The day of the rare disease is marked on February 28 every year and on February 29 in a leap year. About 300 million people suffer from over 6,000 rare diseases globally.

“We have very few treatments for rare diseases. I think five percent of rare diseases have known treatments. I do not think it talks about enough; That’s why I’m here today to raise awareness, ”he added.

A resident in Dubai for 8 years, Melia hopes that this initiative, in partnership with High Hopes Center for Pediatric Therapy, Dubai, will be on a larger scale next year.

“If you sensitize, you probably have to do something a little bigger or slightly unusual. You do something normal; They could not get public attention. “

He added that, since the United Arab Emirates marks 2025 as “year of community”, he wants to do something more to bring communities and people.

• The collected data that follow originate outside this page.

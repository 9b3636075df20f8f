//! Strength recalculation
//!
//! Invoked after every edit to a habit's daily record, and once per habit
//! when a new calendar day starts. Picks one of two strategies:
//!
//! - **Incremental**: the habit was fully recomputed earlier today and the
//!   edit touches today. Replays only today from the stored unfloored
//!   baseline.
//! - **Full**: anything else. Replays the whole history from zero, captures a
//!   fresh baseline just before today's step, and moves the checkpoint to
//!   today.
//!
//! Edits to days after today are ignored outright.

use crate::ema::{public_strength, DEFAULT_STRENGTH_PERIOD};
use crate::observer::{NoopObserver, StrengthObserver};
use crate::replay::{walk_start, Replay};
use crate::types::HabitRecord;
use chrono::NaiveDate;

/// Which recalculation strategy applies to an edit
#[derive(Debug, Clone, Copy, PartialEq)]
pub enum RecalcDecision {
    /// The edit is after today; nothing is recomputed
    FutureEdit { changed: NaiveDate },
    /// Replay from the stored baseline anchored on `anchor` (today)
    Incremental { anchor: NaiveDate, baseline: f64 },
    /// Replay everything from `start`
    Full { start: NaiveDate },
}

impl RecalcDecision {
    /// Choose the strategy for `habit` after an edit on `changed_date`
    /// (`None` for a new-day event).
    pub fn decide(habit: &HabitRecord, changed_date: Option<NaiveDate>, today: NaiveDate) -> Self {
        if let Some(changed) = changed_date {
            if changed > today {
                return RecalcDecision::FutureEdit { changed };
            }
        }

        match (habit.last_strength_update, habit.strength_baseline) {
            (Some(anchor), Some(baseline))
                if anchor == today && changed_date.map_or(true, |changed| changed >= anchor) =>
            {
                RecalcDecision::Incremental { anchor, baseline }
            }
            _ => RecalcDecision::Full {
                start: walk_start(habit),
            },
        }
    }

    pub fn label(&self) -> &'static str {
        match self {
            RecalcDecision::FutureEdit { .. } => "future_edit",
            RecalcDecision::Incremental { .. } => "incremental",
            RecalcDecision::Full { .. } => "full",
        }
    }
}
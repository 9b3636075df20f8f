//! Core types for the habit strength engine
//!
//! `HabitRecord` is the binding contract with the storage collaborator. It is
//! treated as an immutable value: every engine operation takes a borrowed
//! record and hands back an updated copy.

use crate::error::{StrengthError, ValidationError};
use chrono::{DateTime, FixedOffset, NaiveDate, Utc};
use serde::{Deserialize, Serialize};
use std::collections::BTreeMap;
use uuid::Uuid;

/// Date format used for every calendar-day key
pub const DAY_FORMAT: &str = "%Y-%m-%d";

/// Kind of habit
#[derive(Debug, Clone, Copy, PartialEq, Eq, Serialize, Deserialize)]
#[serde(rename_all = "lowercase")]
pub enum HabitType {
    /// Done / not done
    Binary,
    /// Tracked against a numeric target
    Measurable,
}

impl HabitType {
    pub fn as_str(&self) -> &'static str {
        match self {
            HabitType::Binary => "binary",
            HabitType::Measurable => "measurable",
        }
    }
}

/// Direction of a measurable habit's goal
#[derive(Debug, Clone, Copy, PartialEq, Eq, Default, Serialize, Deserialize)]
#[serde(rename_all = "lowercase")]
pub enum TargetType {
    /// Reach at least the target
    #[default]
    Min,
    /// Stay at or below the target
    Max,
}

/// One day's raw record: `true`, `false`, or a measured amount
#[derive(Debug, Clone, Copy, PartialEq, Serialize, Deserialize)]
#[serde(untagged)]
pub enum CompletionEntry {
    Done(bool),
    Amount(f64),
}

impl CompletionEntry {
    /// Whether the entry counts as activity when locating the first day of a
    /// habit's history. `false`, `0` and `NaN` do not.
    pub fn is_truthy(&self) -> bool {
        match *self {
            CompletionEntry::Done(done) => done,
            CompletionEntry::Amount(v) => v != 0.0 && !v.is_nan(),
        }
    }
}

impl From<bool> for CompletionEntry {
    fn from(done: bool) -> Self {
        CompletionEntry::Done(done)
    }
}

impl From<f64> for CompletionEntry {
    fn from(amount: f64) -> Self {
        CompletionEntry::Amount(amount)
    }
}

/// A habit and everything the engine knows about it
#[derive(Debug, Clone, PartialEq, Serialize, Deserialize)]
#[serde(rename_all = "camelCase")]
pub struct HabitRecord {
    /// Opaque identifier owned by the store
    pub id: String,
    /// When the habit began, in the offset it was recorded with. Accepts a
    /// bare `YYYY-MM-DD` on input.
    #[serde(with = "created_at_format")]
    pub created_at: DateTime<FixedOffset>,
    #[serde(rename = "type")]
    pub habit_type: HabitType,
    /// Numeric goal (measurable habits only)
    #[serde(default, skip_serializing_if = "Option::is_none")]
    pub target_value: Option<f64>,
    #[serde(default, skip_serializing_if = "Option::is_none")]
    pub target_type: Option<TargetType>,
    #[serde(default)]
    pub completions: BTreeMap<NaiveDate, CompletionEntry>,
    /// Frozen days. Only `true` values freeze.
    #[serde(default)]
    pub skipped: BTreeMap<NaiveDate, bool>,
    /// Public score, floored and clamped to 0-100
    #[serde(default)]
    pub strength: u8,
    /// Unfloored running value captured just before today's step
    #[serde(default, skip_serializing_if = "Option::is_none")]
    pub strength_baseline: Option<f64>,
    /// Day of the last full recomputation
    #[serde(default, skip_serializing_if = "Option::is_none")]
    pub last_strength_update: Option<NaiveDate>,
}

impl HabitRecord {
    /// Create a fresh binary habit with a random id
    pub fn new_binary(created_at: DateTime<FixedOffset>) -> Self {
        Self {
            id: Uuid::new_v4().to_string(),
            created_at,
            habit_type: HabitType::Binary,
            target_value: None,
            target_type: None,
            completions: BTreeMap::new(),
            skipped: BTreeMap::new(),
            strength: 0,
            strength_baseline: None,
            last_strength_update: None,
        }
    }

    /// Create a fresh measurable habit with a random id
    pub fn new_measurable(
        created_at: DateTime<FixedOffset>,
        target_value: f64,
        target_type: TargetType,
    ) -> Self {
        Self {
            habit_type: HabitType::Measurable,
            target_value: Some(target_value),
            target_type: Some(target_type),
            ..Self::new_binary(created_at)
        }
    }

    /// The local calendar day the habit began, read in `created_at`'s own offset
    pub fn created_day(&self) -> NaiveDate {
        self.created_at.date_naive()
    }

    /// Raw entry recorded for a day, if any
    pub fn entry(&self, date: NaiveDate) -> Option<CompletionEntry> {
        self.completions.get(&date).copied()
    }

    /// Whether the day is frozen (no smoothing step applies)
    pub fn is_frozen(&self, date: NaiveDate) -> bool {
        self.skipped.get(&date).copied().unwrap_or(false)
    }

    /// Check the record against the storage contract
    pub fn validate(&self, today: NaiveDate) -> Result<(), ValidationError> {
        for (date, entry) in &self.completions {
            if let CompletionEntry::Amount(v) = entry {
                if !v.is_finite() {
                    return Err(ValidationError::NonFiniteCompletion {
                        date: date.format(DAY_FORMAT).to_string(),
                    });
                }
            }
        }

        if let Some(target) = self.target_value {
            if !target.is_finite() {
                return Err(ValidationError::NonFiniteTarget);
            }
            if target < 0.0 {
                return Err(ValidationError::NegativeTarget(target));
            }
        }

        if self.strength > 100 {
            return Err(ValidationError::StrengthOutOfRange(self.strength));
        }

        if let Some(baseline) = self.strength_baseline {
            if !baseline.is_finite() {
                return Err(ValidationError::NonFiniteBaseline);
            }
        }

        if let Some(last) = self.last_strength_update {
            if last > today {
                return Err(ValidationError::CheckpointInFuture {
                    last: last.format(DAY_FORMAT).to_string(),
                    today: today.format(DAY_FORMAT).to_string(),
                });
            }
        }

        Ok(())
    }

    /// Load a habit record from JSON
    pub fn from_json(json: &str) -> Result<Self, StrengthError> {
        Ok(serde_json::from_str(json)?)
    }

    /// Serialize the habit record to JSON
    pub fn to_json(&self) -> Result<String, StrengthError> {
        Ok(serde_json::to_string(self)?)
    }
}

/// A single mutation to a habit's daily record
#[derive(Debug, Clone, PartialEq, Serialize, Deserialize)]
#[serde(tag = "op", rename_all = "snake_case")]
pub enum Edit {
    SetCompletion { date: NaiveDate, entry: CompletionEntry },
    ClearCompletion { date: NaiveDate },
    Freeze { date: NaiveDate },
    Unfreeze { date: NaiveDate },
}

impl Edit {
    /// The day this edit touches
    pub fn date(&self) -> NaiveDate {
        match self {
            Edit::SetCompletion { date, .. }
            | Edit::ClearCompletion { date }
            | Edit::Freeze { date }
            | Edit::Unfreeze { date } => *date,
        }
    }

    /// Apply the edit to a copy of `habit`
    pub fn apply_to(&self, habit: &HabitRecord) -> HabitRecord {
        let mut updated = habit.clone();
        match *self {
            Edit::SetCompletion { date, entry } => {
                updated.completions.insert(date, entry);
            }
            Edit::ClearCompletion { date } => {
                updated.completions.remove(&date);
            }
            Edit::Freeze { date } => {
                updated.skipped.insert(date, true);
            }
            Edit::Unfreeze { date } => {
                updated.skipped.remove(&date);
            }
        }
        updated
    }
}

/// One day of a reconstructed strength trace
#[derive(Debug, Clone, Copy, PartialEq, Serialize, Deserialize)]
pub struct StrengthPoint {
    pub date: NaiveDate,
    /// Unfloored strength after the day was processed
    pub strength: f64,
    /// The day was frozen, so `strength` carried over unchanged
    #[serde(default, skip_serializing_if = "std::ops::Not::not")]
    pub frozen: bool,
}

impl StrengthPoint {
    /// Strength as the public score would show it
    pub fn display_strength(&self) -> u8 {
        crate::ema::public_strength(self.strength)
    }
}

/// Parse a `YYYY-MM-DD` calendar day
pub fn parse_day(raw: &str) -> Result<NaiveDate, StrengthError> {
    NaiveDate::parse_from_str(raw.trim(), DAY_FORMAT)
        .map_err(|e| StrengthError::DateParseError(format!("{raw}: {e}")))
}

/// Parse a creation timestamp: RFC 3339 with its offset kept, or a bare day
/// taken as midnight at offset zero
pub fn parse_created_at(raw: &str) -> Result<DateTime<FixedOffset>, StrengthError> {
    let raw = raw.trim();
    if let Ok(dt) = DateTime::parse_from_rfc3339(raw) {
        return Ok(dt);
    }
    let day = parse_day(raw)?;
    day.and_hms_opt(0, 0, 0)
        .map(|naive| DateTime::<Utc>::from_naive_utc_and_offset(naive, Utc).into())
        .ok_or_else(|| StrengthError::DateParseError(raw.to_string()))
}

mod created_at_format {
    use chrono::{DateTime, FixedOffset, SecondsFormat};
    use serde::{Deserialize, Deserializer, Serializer};

    pub fn serialize<S>(value: &DateTime<FixedOffset>, serializer: S) -> Result<S::Ok, S::Error>
    where
        S: Serializer,
    {
        serializer.serialize_str(&value.to_rfc3339_opts(SecondsFormat::AutoSi, true))
    }

    pub fn deserialize<'de, D>(deserializer: D) -> Result<DateTime<FixedOffset>, D::Error>
    where
        D: Deserializer<'de>,
    {
        let raw = String::deserialize(deserializer)?;
        super::parse_created_at(&raw).map_err(serde::de::Error::custom)
    }
}
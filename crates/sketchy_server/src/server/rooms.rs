#![forbid(unsafe_code)]

use std::collections::HashMap;
use std::sync::Arc;

use sketchy_domain::{RoomId, ShapeEvent, ShapeId, UserId};
use sketchy_protocol::{Participant, ServerFrame, Shape};
use tokio::sync::{Mutex, OwnedMutexGuard};
use tracing::{debug, info, warn};

use crate::server::broadcast::broadcast;
use crate::server::directory::RoomDirectory;
use crate::server::events::{EventStore, StoreError};
use crate::server::registry::Session;
use crate::util::time::unix_ms_now;

/// Room-level failures surfaced to the sender as an `ERROR` frame. None of
/// these leave partial room state behind.
#[derive(Debug, thiserror::Error)]
pub enum RoomError {
	#[error("Room does not exist")]
	RoomNotFound,

	#[error("You are not a member of this room")]
	NotAMember,

	#[error("Something went wrong, please try again")]
	Store(#[from] StoreError),
}

/// One room membership. Entries are kept in join order; the front of the
/// list is the longest-tenured member.
#[derive(Debug, Clone)]
struct Member {
	user_id: UserId,
	user_name: String,
	session: Arc<Session>,
	joined_at: i64,
}

/// In-memory room state. Exists iff the room has at least one member.
#[derive(Debug)]
struct Room {
	room_id: RoomId,
	admin: UserId,
	created_at: i64,
	members: Vec<Member>,
}

impl Room {
	fn member_index(&self, user_id: &UserId) -> Option<usize> {
		self.members.iter().position(|m| &m.user_id == user_id)
	}

	fn participants(&self) -> Vec<Participant> {
		self.members
			.iter()
			.map(|m| Participant {
				user_id: m.user_id.clone(),
				user_name: m.user_name.clone(),
			})
			.collect()
	}

	fn recipient_sessions(&self) -> Vec<Arc<Session>> {
		self.members.iter().map(|m| Arc::clone(&m.session)).collect()
	}
}

/// Per-room lock slot. `detached` marks a slot that has been pruned from the
/// slot table; a task that raced the teardown must retry with a fresh slot.
#[derive(Debug, Default)]
struct RoomSlot {
	detached: bool,
	room: Option<Room>,
}

/// Successful join result, delivered to the caller only.
#[derive(Debug)]
pub struct JoinOutcome {
	pub room_id: RoomId,
	pub is_admin: bool,
	pub rejoined: bool,
	/// Active-shape replay in original append order.
	pub replay: Vec<Shape>,
}

/// Successful leave result (leaves are idempotent).
#[derive(Debug)]
pub struct LeaveOutcome {
	pub room_id: RoomId,
	pub was_member: bool,
}

/// Owns all room state behind per-room serialized access.
///
/// Every handler that touches one room's state runs to completion, awaited
/// external calls included, before the next handler for that room starts.
/// Different rooms proceed fully in parallel; there is no global lock held
/// across suspension points.
pub struct RoomManager {
	slots: Mutex<HashMap<RoomId, Arc<Mutex<RoomSlot>>>>,
	directory: Arc<dyn RoomDirectory>,
	events: Arc<dyn EventStore>,
}

impl RoomManager {
	pub fn new(directory: Arc<dyn RoomDirectory>, events: Arc<dyn EventStore>) -> Self {
		Self {
			slots: Mutex::new(HashMap::new()),
			directory,
			events,
		}
	}

	pub fn event_store(&self) -> &Arc<dyn EventStore> {
		&self.events
	}

	/// Serialize on the room's slot. The slot table lock is never held
	/// across an await of the slot lock.
	async fn lock_room(&self, room_id: &RoomId) -> OwnedMutexGuard<RoomSlot> {
		loop {
			let slot = {
				let mut slots = self.slots.lock().await;
				Arc::clone(slots.entry(room_id.clone()).or_default())
			};

			let guard = slot.lock_owned().await;
			if !guard.detached {
				return guard;
			}
			// Raced a teardown that pruned this slot; take a fresh one.
		}
	}

	/// Drop the guard, pruning the slot when the room is gone. Slots are
	/// only removed here, under their own guard, so a held guard always
	/// matches the table entry.
	async fn release(&self, room_id: &RoomId, mut guard: OwnedMutexGuard<RoomSlot>) {
		if guard.room.is_none() {
			guard.detached = true;
			let mut slots = self.slots.lock().await;
			slots.remove(room_id);
		}
	}

	/// Join a room: directory existence check, lazy room creation, replay.
	///
	/// A join by a user who is already a member of the room is a no-op
	/// success and still gets a fresh replay. A session holds at most one
	/// membership, so joining while bound to a different room leaves that
	/// room first.
	pub async fn join(&self, session: &Arc<Session>, room_id: RoomId) -> Result<JoinOutcome, RoomError> {
		if let Some(current) = session.current_room()
			&& current != room_id
		{
			debug!(conn_id = session.conn_id, from = %current, to = %room_id, "leaving bound room before join");
			self.leave(session, current).await;
		}

		let mut guard = self.lock_room(&room_id).await;

		if guard.room.is_none() {
			let exists = match self.directory.room_exists(&room_id).await {
				Ok(exists) => exists,
				Err(e) => {
					self.release(&room_id, guard).await;
					return Err(e.into());
				}
			};

			if !exists {
				debug!(room = %room_id, "join rejected: room not in directory");
				self.release(&room_id, guard).await;
				return Err(RoomError::RoomNotFound);
			}
		}

		// Query the replay before touching membership so a store failure
		// leaves no partial state behind.
		let replay = match self.events.list_active(&room_id).await {
			Ok(events) => replay_shapes(events),
			Err(e) => {
				self.release(&room_id, guard).await;
				return Err(e.into());
			}
		};

		let now = unix_ms_now();
		let room = guard.room.get_or_insert_with(|| {
			info!(room = %room_id, admin = %session.user_id, "room created");
			metrics::counter!("sketchy_server_rooms_created_total").increment(1);
			Room {
				room_id: room_id.clone(),
				admin: session.user_id.clone(),
				created_at: now,
				members: Vec::new(),
			}
		});

		let rejoined = room.member_index(&session.user_id).is_some();
		if !rejoined {
			room.members.push(Member {
				user_id: session.user_id.clone(),
				user_name: session.display_name.clone(),
				session: Arc::clone(session),
				joined_at: now,
			});
			session.bind_room(room_id.clone());
			debug!(room = %room_id, user = %session.user_id, members = room.members.len(), "member joined");
		}

		let is_admin = room.admin == session.user_id;
		drop(guard);

		Ok(JoinOutcome {
			room_id,
			is_admin,
			rejoined,
			replay,
		})
	}

	/// Leave a room. Idempotent: leaving a room the user is not a member of
	/// is a no-op success. Broadcasts `USER_LEFT` to the remaining members.
	pub async fn leave(&self, session: &Arc<Session>, room_id: RoomId) -> LeaveOutcome {
		let mut guard = self.lock_room(&room_id).await;

		let Some(room) = guard.room.as_mut() else {
			self.release(&room_id, guard).await;
			return LeaveOutcome {
				room_id,
				was_member: false,
			};
		};

		let Some(idx) = room.member_index(&session.user_id) else {
			drop(guard);
			return LeaveOutcome {
				room_id,
				was_member: false,
			};
		};

		let departed = room.members.remove(idx);
		departed.session.clear_room();
		if departed.session.conn_id != session.conn_id {
			session.clear_room();
		}

		if room.members.is_empty() {
			info!(room = %room.room_id, lived_ms = unix_ms_now() - room.created_at, "room torn down after last member left");
			metrics::counter!("sketchy_server_rooms_destroyed_total").increment(1);
			guard.room = None;
			self.release(&room_id, guard).await;
			return LeaveOutcome {
				room_id,
				was_member: true,
			};
		}

		if room.admin == departed.user_id
			&& let Some(next) = room.members.iter().min_by_key(|m| m.joined_at)
		{
			// Deterministic handover: the longest-tenured remaining member.
			room.admin = next.user_id.clone();
			info!(room = %room.room_id, admin = %room.admin, "admin handed over");
		}

		let frame = ServerFrame::UserLeft {
			user_id: departed.user_id.clone(),
			user_name: departed.user_name.clone(),
			participants: room.participants(),
		};
		broadcast(&room.recipient_sessions(), &frame, Some(departed.session.conn_id));

		drop(guard);
		LeaveOutcome {
			room_id,
			was_member: true,
		}
	}

	/// Implicit leave on transport close, equivalent to a `LEAVE_ROOM` frame
	/// for the session's bound room.
	pub async fn leave_current(&self, session: &Arc<Session>) {
		if let Some(room_id) = session.current_room() {
			debug!(conn_id = session.conn_id, room = %room_id, "implicit leave on disconnect");
			self.leave(session, room_id).await;
		}
	}

	/// Persist and fan out a shape creation. The broadcast happens only
	/// after the append succeeds; the sender gets its ack as a direct reply,
	/// not via broadcast.
	pub async fn create_shape(&self, session: &Arc<Session>, room_id: RoomId, shape: Shape) -> Result<Shape, RoomError> {
		let guard = self.lock_room(&room_id).await;

		let Some(room) = guard.room.as_ref() else {
			self.release(&room_id, guard).await;
			return Err(RoomError::NotAMember);
		};
		if room.member_index(&session.user_id).is_none() {
			drop(guard);
			return Err(RoomError::NotAMember);
		}

		let payload = serde_json::to_value(&shape).map_err(|e| StoreError::Backend(e.to_string()))?;
		let event = ShapeEvent::create(
			shape.id.clone(),
			room_id.clone(),
			session.user_id.clone(),
			payload,
			unix_ms_now(),
		);

		if let Err(e) = self.events.append(&event).await {
			warn!(room = %room_id, shape = %shape.id, error = %e, "shape append failed; broadcast suppressed");
			drop(guard);
			return Err(e.into());
		}

		let frame = ServerFrame::NewShape { shape: shape.clone() };
		broadcast(&room.recipient_sessions(), &frame, Some(session.conn_id));

		drop(guard);
		Ok(shape)
	}

	/// Persist and fan out a shape deletion; same durability-before-broadcast
	/// rule as `create_shape`.
	pub async fn delete_shape(
		&self,
		session: &Arc<Session>,
		room_id: RoomId,
		shape_id: ShapeId,
	) -> Result<ShapeId, RoomError> {
		let guard = self.lock_room(&room_id).await;

		let Some(room) = guard.room.as_ref() else {
			self.release(&room_id, guard).await;
			return Err(RoomError::NotAMember);
		};
		if room.member_index(&session.user_id).is_none() {
			drop(guard);
			return Err(RoomError::NotAMember);
		}

		if let Err(e) = self.events.remove(&room_id, &shape_id).await {
			warn!(room = %room_id, shape = %shape_id, error = %e, "shape delete failed; broadcast suppressed");
			drop(guard);
			return Err(e.into());
		}

		let frame = ServerFrame::DeleteShape {
			shape_id: shape_id.clone(),
		};
		broadcast(&room.recipient_sessions(), &frame, Some(session.conn_id));

		drop(guard);
		Ok(shape_id)
	}

	/// Snapshot for tests and diagnostics: `(admin, member ids in join order)`.
	pub async fn room_snapshot(&self, room_id: &RoomId) -> Option<(UserId, Vec<UserId>)> {
		let guard = self.lock_room(room_id).await;
		let snapshot = guard
			.room
			.as_ref()
			.map(|room| (room.admin.clone(), room.members.iter().map(|m| m.user_id.clone()).collect()));
		self.release(room_id, guard).await;
		snapshot
	}

	/// Number of rooms currently held in the store.
	pub async fn active_rooms(&self) -> usize {
		let slots = self.slots.lock().await;
		slots.len()
	}
}

/// Turn replayed events back into wire shapes, preserving append order.
/// Rows whose payload no longer parses as a shape are skipped, not fatal.
fn replay_shapes(events: Vec<ShapeEvent>) -> Vec<Shape> {
	events
		.into_iter()
		.filter_map(|event| match serde_json::from_value::<Shape>(event.payload) {
			Ok(shape) => Some(shape),
			Err(e) => {
				warn!(shape = %event.shape_id, error = %e, "skipping unparseable replay payload");
				None
			}
		})
		.collect()
}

“We need people like him in the community to raise awareness. Therefore, I recommended to enter and do this running. It is a wonderful initiative on his part, ”said Aida Barghout, general manager of the High Hope Pediatric Therapy Center.

“There are 300 million people around the world who are affected by rare diseases. We have a lot of children coming to the center who have rare diseases. So we try to increase awareness, educate people and do it as a pleasant memory for them, ”she said.

“Sometimes we have people here who connect with each other whose children suffer from a rare disease. When I find the same rare illness in others, they learn from each other. Some of the diseases do not have treatment, “she said, adding that children are offered physical, professional, speech and language, feeding and behavior.

The son of Thao, 18 months old by Samar Zananiri, 18 months old, suffered from a neonatal epilepsy of the rare disease due to a genetic mutation, causing epileptic seizures when he was two years old. It is currently undergoing treatment at a high hope of pediatric therapy.

“Once Thao turned four months old, I noticed that he does not make the development stages he had to be. So, I rushed to many doctors. I did not get the real result that I wanted, because my son still did not prosper, as I wanted to be. So I came to high hopes through a friend whose daughter comes here and it was a change of life ”, said Zananiri, who was a resident from Dubai for 13 years.

She brings her son for treatment to high hopes five times a week for six sessions under different therapies, including physio, speech, feeding and occupational.

Zananiri praised the support and initiatives of the Government in the united emirates for people of determination. She said that, after the treatment she received in Dubai, he was epilepsy and without drugs in the last four months.

She also emphasized the need for early medical intervention.